It didn't take long for the UK-SA Cardiovascular Research Workshop to become a misnomer.
|Heartfelt: Delegates at the workshop.||Cardio colleagues: Dr Derek Hausenloy of the UCT Hatter Institute and Assoc Prof Sandrine Lecour, head of UCT's cardioprotection group at the Hatter Institute for Cardiology Research, organised the workshop.|
At just the second such workshop, hosted in UCT's Chris Barnard Building by the South African Society for Cardiovascular Research (SASCAR) in August, the delegates had already spilt over the national boundaries organisers originally had in mind at the London gathering in 2010. Scholars and students from the rest of Europe joined the South Africans and British delegates who shared insights into their cardiovascular research over the two-day gathering.

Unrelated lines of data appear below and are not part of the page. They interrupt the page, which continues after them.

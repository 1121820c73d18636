//! Request/response correlation on top of a [`ConnectionManager`].
//!
//! Exactly one request may be in flight. A single long-lived dispatcher task
//! consumes every decoded inbound message and routes it by `status` against
//! the current pending slot; nothing is re-registered per request.

use crate::connection::{ConnectionManager, ConnectionState, SendError};
use crate::normalize::{Answer, ErrorKind, normalize_answer};
use crate::protocol::{Envelope, Frame, RequestBody};
use chrono::{DateTime, Utc};
use serde_json::Value;
use std::sync::atomic::{AtomicBool, Ordering};
use std::sync::{Arc, Mutex, MutexGuard};
use std::time::Duration;
use tokio::sync::broadcast::error::RecvError;
use tokio::sync::{Notify, broadcast, oneshot};
use tokio::task::JoinHandle;
use tokio::time::Instant;

/// Default bound on waiting for a `complete` frame, in seconds.
pub const DEFAULT_REQUEST_TIMEOUT_SECS: u64 = 120;

/// Result of one request as seen by the consumer.
pub type Outcome = Result<Answer, ErrorKind>;

#[derive(Debug, Clone)]
pub struct CorrelatorConfig {
    /// How long to wait for `complete` after submitting (None = forever)
    pub request_timeout: Option<Duration>,
}

impl Default for CorrelatorConfig {
    fn default() -> Self {
        Self {
            request_timeout: Some(Duration::from_secs(DEFAULT_REQUEST_TIMEOUT_SECS)),
        }
    }
}

/// Errors returned synchronously from [`Correlator::submit`].
#[derive(Debug, Clone, PartialEq)]
pub enum SubmitError {
    /// The connection is not open (or the correlator was closed).
    NotConnected,
    /// A previous request has not resolved yet.
    AlreadyPending,
    /// The envelope could not be serialized.
    Encode(String),
}

impl std::fmt::Display for SubmitError {
    fn fmt(&self, f: &mut std::fmt::Formatter<'_>) -> std::fmt::Result {
        match self {
            SubmitError::NotConnected => write!(f, "not connected to the service"),
            SubmitError::AlreadyPending => write!(f, "a request is already in progress"),
            SubmitError::Encode(e) => write!(f, "failed to encode request: {}", e),
        }
    }
}

impl std::error::Error for SubmitError {}

impl From<SendError> for SubmitError {
    fn from(err: SendError) -> Self {
        match err {
            SendError::NotConnected => SubmitError::NotConnected,
            SendError::Encode(e) => SubmitError::Encode(e),
        }
    }
}

/// Snapshot of the in-flight request.
#[derive(Debug, Clone, PartialEq)]
pub struct PendingRequest {
    /// The envelope as sent
    pub payload: Value,
    pub submitted_at: DateTime<Utc>,
    /// A `processing` frame has been seen
    pub acknowledged: bool,
}

/// Handle for the outcome of one submitted request.
#[derive(Debug)]
pub struct Ticket {
    rx: oneshot::Receiver<Outcome>,
}

impl Ticket {
    /// Wait for the outcome. `None` if the correlator was closed first.
    pub async fn wait(self) -> Option<Outcome> {
        self.rx.await.ok()
    }
}

struct Slot {
    request: PendingRequest,
    deadline: Option<Instant>,
    responder: oneshot::Sender<Outcome>,
}

struct Shared {
    connection: Arc<ConnectionManager>,
    config: CorrelatorConfig,
    disposed: AtomicBool,
    slot: Mutex<Option<Slot>>,
    rearm: Notify,
}

/// Submits one request at a time and resolves it from inbound frames.
pub struct Correlator {
    shared: Arc<Shared>,
    dispatcher: Mutex<Option<JoinHandle<()>>>,
}

impl Correlator {
    /// Attach to `connection` and start dispatching. Must be called within a Tokio runtime.
    pub fn new(connection: Arc<ConnectionManager>, config: CorrelatorConfig) -> Self {
        let messages = connection.subscribe_messages();
        let shared = Arc::new(Shared {
            connection,
            config,
            disposed: AtomicBool::new(false),
            slot: Mutex::new(None),
            rearm: Notify::new(),
        });

        let dispatcher = tokio::spawn(Arc::clone(&shared).dispatch(messages));

        Self {
            shared,
            dispatcher: Mutex::new(Some(dispatcher)),
        }
    }

    /// The connection this correlator sends through.
    pub fn connection(&self) -> &Arc<ConnectionManager> {
        &self.shared.connection
    }

    /// Wrap `body` in a `startTask` envelope and send it.
    pub fn submit(&self, body: impl Into<RequestBody>) -> Result<Ticket, SubmitError> {
        if self.shared.disposed.load(Ordering::SeqCst) {
            return Err(SubmitError::NotConnected);
        }

        let mut slot = lock(&self.shared.slot);
        if slot.is_some() {
            return Err(SubmitError::AlreadyPending);
        }
        if self.shared.connection.state() != ConnectionState::Open {
            return Err(SubmitError::NotConnected);
        }

        let envelope = Envelope::start_task(body);
        let payload = serde_json::to_value(&envelope).map_err(|e| SubmitError::Encode(e.to_string()))?;
        self.shared.connection.send(&payload)?;

        let (responder, rx) = oneshot::channel();
        *slot = Some(Slot {
            request: PendingRequest {
                payload,
                submitted_at: Utc::now(),
                acknowledged: false,
            },
            deadline: self.shared.config.request_timeout.map(|timeout| Instant::now() + timeout),
            responder,
        });
        drop(slot);

        log::info!("Request submitted");
        self.shared.rearm.notify_one();
        Ok(Ticket { rx })
    }

    pub fn is_pending(&self) -> bool {
        lock(&self.shared.slot).is_some()
    }

    pub fn pending(&self) -> Option<PendingRequest> {
        lock(&self.shared.slot).as_ref().map(|slot| slot.request.clone())
    }

    /// Dispose: drop any pending request unresolved, stop dispatching, close the connection.
    pub fn close(&self) {
        if self.shared.disposed.swap(true, Ordering::SeqCst) {
            return;
        }
        if let Some(handle) = lock(&self.dispatcher).take() {
            handle.abort();
        }
        if lock(&self.shared.slot).take().is_some() {
            log::debug!("Discarding pending request on close");
        }
        self.shared.connection.close();
    }
}

impl Drop for Correlator {
    fn drop(&mut self) {
        self.close();
    }
}

impl Shared {
    fn deadline(&self) -> Option<Instant> {
        lock(&self.slot).as_ref().and_then(|slot| slot.deadline)
    }

    async fn dispatch(self: Arc<Self>, mut messages: broadcast::Receiver<Value>) {
        loop {
            let deadline = self.deadline();
            let expiry = async move {
                match deadline {
                    Some(at) => tokio::time::sleep_until(at).await,
                    None => std::future::pending().await,
                }
            };

            tokio::select! {
                message = messages.recv() => match message {
                    Ok(message) => self.handle(&message),
                    Err(RecvError::Lagged(skipped)) => {
                        log::warn!("Correlator fell behind; {} messages skipped", skipped);
                    }
                    Err(RecvError::Closed) => break,
                },
                _ = expiry => self.expire(),
                _ = self.rearm.notified() => {}
            }
        }
    }

    fn handle(&self, message: &Value) {
        if self.disposed.load(Ordering::SeqCst) {
            return;
        }

        match Frame::classify(message) {
            Frame::Processing { message } => {
                let mut slot = lock(&self.slot);
                match slot.as_mut() {
                    Some(slot) if !slot.request.acknowledged => {
                        slot.request.acknowledged = true;
                        log::debug!("Request acknowledged: {}", message.as_deref().unwrap_or(""));
                    }
                    Some(_) => log::debug!("Ignoring repeated processing frame"),
                    None => log::debug!("Ignoring processing frame with no pending request"),
                }
            }
            Frame::Complete { result } => {
                let Some(slot) = lock(&self.slot).take() else {
                    log::warn!("Ignoring complete frame with no pending request");
                    return;
                };
                let outcome = normalize_answer(result.as_ref());
                match &outcome {
                    Ok(Answer::Roadmap(graph)) => log::info!("Request complete: {} tasks", graph.len()),
                    Ok(Answer::Assignments(table)) => log::info!("Request complete: {} student assignments", table.len()),
                    Err(e) => log::warn!("Request complete but unusable: {}", e),
                }
                // The caller may have dropped its ticket.
                let _ = slot.responder.send(outcome);
            }
            Frame::Other => log::debug!("Ignoring frame without a known status"),
        }
    }

    fn expire(&self) {
        let mut slot = lock(&self.slot);
        let expired = slot
            .as_ref()
            .and_then(|slot| slot.deadline)
            .is_some_and(|deadline| deadline <= Instant::now());
        if !expired {
            return;
        }
        if let Some(slot) = slot.take() {
            log::warn!("Request timed out (submitted {})", slot.request.submitted_at.to_rfc3339());
            let _ = slot.responder.send(Err(ErrorKind::Timeout));
        }
    }
}

fn lock<T>(mutex: &Mutex<T>) -> MutexGuard<'_, T> {
    mutex.lock().unwrap_or_else(|poisoned| poisoned.into_inner())
}

#[cfg(test)]
mod tests {
    use super::*;
    use crate::connection::ConnectionConfig;
    use crate::transport::{MemoryPeer, MemoryTransport};
    use serde_json::json;

    const WAIT: Duration = Duration::from_secs(2);

    async fn connected(config: CorrelatorConfig) -> (Correlator, MemoryPeer) {
        let (transport, mut peers) = MemoryTransport::new();
        let connection = Arc::new(ConnectionManager::new(
            Arc::new(transport),
            ConnectionConfig {
                reconnect_delay: Duration::from_millis(20),
                ..Default::default()
            },
        ));
        connection.open();
        let peer = peers.recv().await.unwrap();
        assert!(connection.wait_for_state(ConnectionState::Open, WAIT).await);
        (Correlator::new(connection, config), peer)
    }

    fn complete(text: &str) -> Value {
        json!({"status": "complete", "result": {"text": text}})
    }

    #[tokio::test]
    async fn test_submit_sends_envelope() {
        let (correlator, mut peer) = connected(CorrelatorConfig::default()).await;
        let _ticket = correlator.submit(json!({"goal": "learn rust"})).unwrap();

        let sent: Value = serde_json::from_str(&peer.recv().await.unwrap()).unwrap();
        assert_eq!(sent, json!({"action": "startTask", "body": {"goal": "learn rust"}}));
        assert!(correlator.is_pending());
        assert_eq!(correlator.pending().unwrap().payload, sent);
    }

    #[tokio::test]
    async fn test_second_submit_is_rejected() {
        let (correlator, peer) = connected(CorrelatorConfig::default()).await;
        let ticket = correlator.submit("first").unwrap();
        assert_eq!(correlator.submit("second").unwrap_err(), SubmitError::AlreadyPending);

        peer.push_json(&complete(r#"{"tasks": [{"id": 1}]}"#));
        let outcome = tokio::time::timeout(WAIT, ticket.wait()).await.unwrap().unwrap();
        assert_eq!(outcome.unwrap().roadmap().unwrap().len(), 1);

        assert!(!correlator.is_pending());
        assert!(correlator.submit("third").is_ok());
    }

    #[tokio::test]
    async fn test_processing_acknowledges_without_resolving() {
        let (correlator, peer) = connected(CorrelatorConfig::default()).await;
        let ticket = correlator.submit("go").unwrap();

        peer.push_json(&json!({"status": "processing", "message": "Task started!"}));
        peer.push_json(&json!({"status": "queued"}));
        let deadline = Instant::now() + WAIT;
        while !correlator.pending().unwrap().acknowledged {
            assert!(Instant::now() < deadline, "processing frame never seen");
            tokio::time::sleep(Duration::from_millis(5)).await;
        }
        assert!(correlator.is_pending());

        peer.push_json(&complete(r#"{"tasks": []}"#));
        let outcome = tokio::time::timeout(WAIT, ticket.wait()).await.unwrap().unwrap();
        assert!(outcome.unwrap().roadmap().unwrap().is_empty());
    }

    #[tokio::test]
    async fn test_refusal_frees_slot() {
        let (correlator, peer) = connected(CorrelatorConfig::default()).await;
        let ticket = correlator.submit("go").unwrap();

        peer.push_json(&complete("Sorry, I cannot assist with that request."));
        let outcome = tokio::time::timeout(WAIT, ticket.wait()).await.unwrap().unwrap();
        assert!(matches!(outcome, Err(ErrorKind::ServerRefused(_))));
        assert!(correlator.submit("again").is_ok());
    }

    #[tokio::test]
    async fn test_submit_requires_open_connection() {
        let (transport, _peers) = MemoryTransport::new();
        let connection = Arc::new(ConnectionManager::new(Arc::new(transport), ConnectionConfig::default()));
        let correlator = Correlator::new(connection, CorrelatorConfig::default());
        assert_eq!(correlator.submit("go").unwrap_err(), SubmitError::NotConnected);
        assert!(!correlator.is_pending());
    }

    #[tokio::test]
    async fn test_timeout_resolves_and_frees_slot() {
        let config = CorrelatorConfig {
            request_timeout: Some(Duration::from_millis(50)),
        };
        let (correlator, _peer) = connected(config).await;
        let ticket = correlator.submit("go").unwrap();

        let outcome = tokio::time::timeout(WAIT, ticket.wait()).await.unwrap().unwrap();
        assert_eq!(outcome.unwrap_err(), ErrorKind::Timeout);
        assert!(!correlator.is_pending());
    }

    #[tokio::test]
    async fn test_unsolicited_complete_is_ignored() {
        let (correlator, peer) = connected(CorrelatorConfig::default()).await;
        peer.push_json(&complete(r#"{"tasks": []}"#));
        tokio::time::sleep(Duration::from_millis(20)).await;

        let ticket = correlator.submit("go").unwrap();
        peer.push_json(&complete(r#"{"tasks": [{"id": 7}]}"#));
        let outcome = tokio::time::timeout(WAIT, ticket.wait()).await.unwrap().unwrap();
        assert!(outcome.unwrap().roadmap().unwrap().contains("7"));
    }

    #[tokio::test]
    async fn test_close_discards_pending_request() {
        let (correlator, peer) = connected(CorrelatorConfig::default()).await;
        let ticket = correlator.submit("go").unwrap();

        correlator.close();
        assert!(!correlator.is_pending());
        assert_eq!(correlator.connection().state(), ConnectionState::Closed);
        assert!(ticket.wait().await.is_none());

        // Frames after disposal go nowhere.
        peer.push_json(&complete(r#"{"tasks": []}"#));
        assert_eq!(correlator.submit("again").unwrap_err(), SubmitError::NotConnected);
    }
}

So much so that the third meeting, scheduled for France in 2014, will be named the EU-SA Cardiovascular Research Workshop.
Over the workshop, the students presented their work, and could profit from plenary lectures from some of the leading international names in cardiovascular research.

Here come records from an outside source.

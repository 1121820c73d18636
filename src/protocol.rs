//! Wire protocol types for the task-generation service.
//!
//! Outbound: `{"action": "startTask", "body": <string-or-object>}`.
//! Inbound: `{"status": "processing", ...}` acknowledgements and
//! `{"status": "complete", "result": {...}}` answers.

use serde::{Deserialize, Serialize};
use serde_json::Value;

/// The only action the service understands.
pub const START_TASK: &str = "startTask";

/// Body of a request: either an object or a pre-serialized JSON string.
#[derive(Debug, Clone, PartialEq, Serialize, Deserialize)]
#[serde(untagged)]
pub enum RequestBody {
    Encoded(String),
    Json(Value),
}

impl From<Value> for RequestBody {
    fn from(value: Value) -> Self {
        RequestBody::Json(value)
    }
}

impl From<String> for RequestBody {
    fn from(encoded: String) -> Self {
        RequestBody::Encoded(encoded)
    }
}

impl From<&str> for RequestBody {
    fn from(encoded: &str) -> Self {
        RequestBody::Encoded(encoded.to_string())
    }
}

/// Outer envelope sent to the service.
#[derive(Debug, Clone, PartialEq, Serialize, Deserialize)]
pub struct Envelope {
    pub action: String,
    pub body: RequestBody,
}

impl Envelope {
    /// Wrap a body in a `startTask` envelope.
    pub fn start_task(body: impl Into<RequestBody>) -> Self {
        Self {
            action: START_TASK.to_string(),
            body: body.into(),
        }
    }
}

/// Classification of an inbound frame.
#[derive(Debug, Clone, PartialEq)]
pub enum Frame {
    /// Liveness acknowledgement; the request is still running.
    Processing { message: Option<String> },

    /// Final answer; `result` is handed to the normalizer as-is.
    Complete { result: Option<Value> },

    /// Anything without a recognised status.
    Other,
}

impl Frame {
    /// Classify a decoded inbound message by its `status` field.
    pub fn classify(message: &Value) -> Self {
        match message.get("status").and_then(Value::as_str) {
            Some("processing") => Frame::Processing {
                message: message.get("message").and_then(Value::as_str).map(String::from),
            },
            Some("complete") => Frame::Complete {
                result: message.get("result").cloned(),
            },
            _ => Frame::Other,
        }
    }
}

/// How the learner prefers to study.
#[derive(Debug, Clone, Copy, Default, PartialEq, Eq, Serialize, Deserialize)]
#[serde(rename_all = "lowercase")]
pub enum LearningStyle {
    #[default]
    Practical,
    Theoretical,
}

#[derive(Debug, Clone, Copy, Default, PartialEq, Eq, Serialize, Deserialize)]
#[serde(rename_all = "lowercase")]
pub enum Complexity {
    Basic,
    #[default]
    Intermediate,
    Advanced,
}

#[derive(Debug, Clone, Copy, Default, PartialEq, Eq, Serialize, Deserialize)]
#[serde(rename_all = "lowercase")]
pub enum Motivation {
    Low,
    #[default]
    Medium,
    High,
}

#[derive(Debug, Clone, Copy, Default, PartialEq, Eq, Serialize, Deserialize)]
#[serde(rename_all = "lowercase")]
pub enum Experience {
    None,
    #[default]
    Beginner,
    Intermediate,
    Advanced,
}

/// Optional tuning sent alongside a free-form goal.
#[derive(Debug, Clone, Default, PartialEq, Serialize, Deserialize)]
#[serde(rename_all = "camelCase")]
pub struct LearningPreferences {
    pub learning_style: LearningStyle,
    pub preferred_complexity: Complexity,
    pub motivation: Motivation,
    pub prior_experience: Experience,
    #[serde(default)]
    pub additional_notes: String,
}

/// A free-form goal to be broken into tasks.
#[derive(Debug, Clone, PartialEq, Serialize, Deserialize)]
pub struct GoalRequest {
    pub goal: String,

    #[serde(skip_serializing_if = "Option::is_none")]
    pub preferences: Option<LearningPreferences>,
}

impl GoalRequest {
    pub fn new(goal: impl Into<String>) -> Self {
        Self {
            goal: goal.into(),
            preferences: None,
        }
    }

    pub fn with_preferences(mut self, preferences: LearningPreferences) -> Self {
        self.preferences = Some(preferences);
        self
    }

    /// Request body carrying this goal as an object.
    pub fn into_body(self) -> RequestBody {
        RequestBody::Json(serde_json::json!(self))
    }
}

There were also prizes. Kathleen Reyskens of Stellenbosch University won the South African prize for her work on the effects of antiretroviral treatment on the heart. In turn, Uma Mukherjee of the Hatter Institute at University College London (UCL) won the European prize for her work on a molecule called DJ-1 and its part in cardiovascular disease.

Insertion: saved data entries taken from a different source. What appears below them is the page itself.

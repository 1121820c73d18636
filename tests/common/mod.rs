//! Shared test infrastructure for roadmap integration tests.
//!
//! Provides TestEnv (store in a temp dir) and SessionEnv (session over an
//! in-memory transport with a scripted service side).

#![allow(dead_code)]

use roadmap::{
    ConnectionConfig, ConnectionState, CorrelatorConfig, MemoryPeer, MemoryTransport, SavedRoadmap, Session, Store,
    TaskGraph, normalize,
};
use serde_json::{Value, json};
use std::sync::Arc;
use std::time::Duration;
use tempfile::TempDir;
use tokio::sync::mpsc;

/// Generous bound for anything that should happen "soon".
pub const WAIT: Duration = Duration::from_secs(2);

/// Reconnect delay used by test sessions.
pub const RECONNECT_DELAY: Duration = Duration::from_millis(50);

/// Test environment with automatic cleanup.
pub struct TestEnv {
    pub temp_dir: TempDir,
    pub store: Store,
}

impl TestEnv {
    /// Create a new test environment with an initialized store.
    pub fn new() -> Self {
        let temp_dir = TempDir::new().expect("Failed to create temp dir");
        let store = Store::init(temp_dir.path()).expect("Failed to init store");
        Self { temp_dir, store }
    }

    /// Drop the store and open it again from disk.
    pub fn reopen(self) -> Self {
        let TestEnv { temp_dir, store } = self;
        drop(store);
        let store = Store::open(temp_dir.path()).expect("Failed to reopen store");
        Self { temp_dir, store }
    }

    /// Save a graph built from a `{"tasks": [...]}` value.
    pub fn save(&mut self, title: &str, tasks: Value) -> SavedRoadmap {
        self.store.save(title, &graph(tasks)).expect("Failed to save roadmap")
    }

    pub fn roadmap_count(&self) -> usize {
        self.store.list().expect("Failed to list roadmaps").len()
    }
}

impl Default for TestEnv {
    fn default() -> Self {
        Self::new()
    }
}

/// Normalize a `{"tasks": [...]}` document sent as `content`.
pub fn graph(tasks: Value) -> TaskGraph {
    normalize(Some(&json!({ "content": tasks.to_string() }))).expect("Failed to normalize tasks")
}

/// `complete` frame carrying `text`.
pub fn complete_text(text: &str) -> Value {
    json!({"status": "complete", "result": {"text": text}})
}

/// `complete` frame carrying a task document as an encoded `content` string.
pub fn complete_tasks(tasks: Value) -> Value {
    json!({"status": "complete", "result": {"content": tasks.to_string()}})
}

pub fn processing() -> Value {
    json!({"status": "processing", "message": "Task started!"})
}

/// A session over a memory transport, plus the service side of each connection.
pub struct SessionEnv {
    pub transport: MemoryTransport,
    pub peers: mpsc::UnboundedReceiver<MemoryPeer>,
    pub session: Session,
}

impl SessionEnv {
    pub fn new() -> Self {
        Self::with_correlator(CorrelatorConfig::default())
    }

    pub fn with_correlator(requests: CorrelatorConfig) -> Self {
        let (transport, peers) = MemoryTransport::new();
        let session = Session::start(
            Arc::new(transport.clone()),
            ConnectionConfig {
                reconnect_delay: RECONNECT_DELAY,
                ..Default::default()
            },
            requests,
        );
        Self {
            transport,
            peers,
            session,
        }
    }

    /// Wait for the next connection and return its service side.
    pub async fn accept(&mut self) -> MemoryPeer {
        tokio::time::timeout(WAIT, self.peers.recv())
            .await
            .expect("Timed out waiting for a connection")
            .expect("Transport dropped")
    }

    /// Wait until the session reports `Open`.
    pub async fn wait_open(&self) {
        self.session.wait_open(WAIT).await.expect("Session never opened");
    }

    pub fn state(&self) -> ConnectionState {
        self.session.state()
    }
}

impl Default for SessionEnv {
    fn default() -> Self {
        Self::new()
    }
}

/// Read the next outbound frame as JSON.
pub async fn next_request(peer: &mut MemoryPeer) -> Value {
    let text = tokio::time::timeout(WAIT, peer.recv())
        .await
        .expect("Timed out waiting for a request")
        .expect("Client closed the channel");
    serde_json::from_str(&text).expect("Request is not JSON")
}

The workshops aim to promote fruitful cardiovascular research collaborations between the UK and South Africa under the auspices of the European Society of Cardiology (ESC), UCT and SASCAR, an interest group of the South African Heart Association. The main organisers for this event were Assoc Prof Sandrine Lecour, head of UCT's cardioprotection group at the Hatter Institute for Cardiology Research, Dr Derek Hausenloy of the UCL Hatter Institute.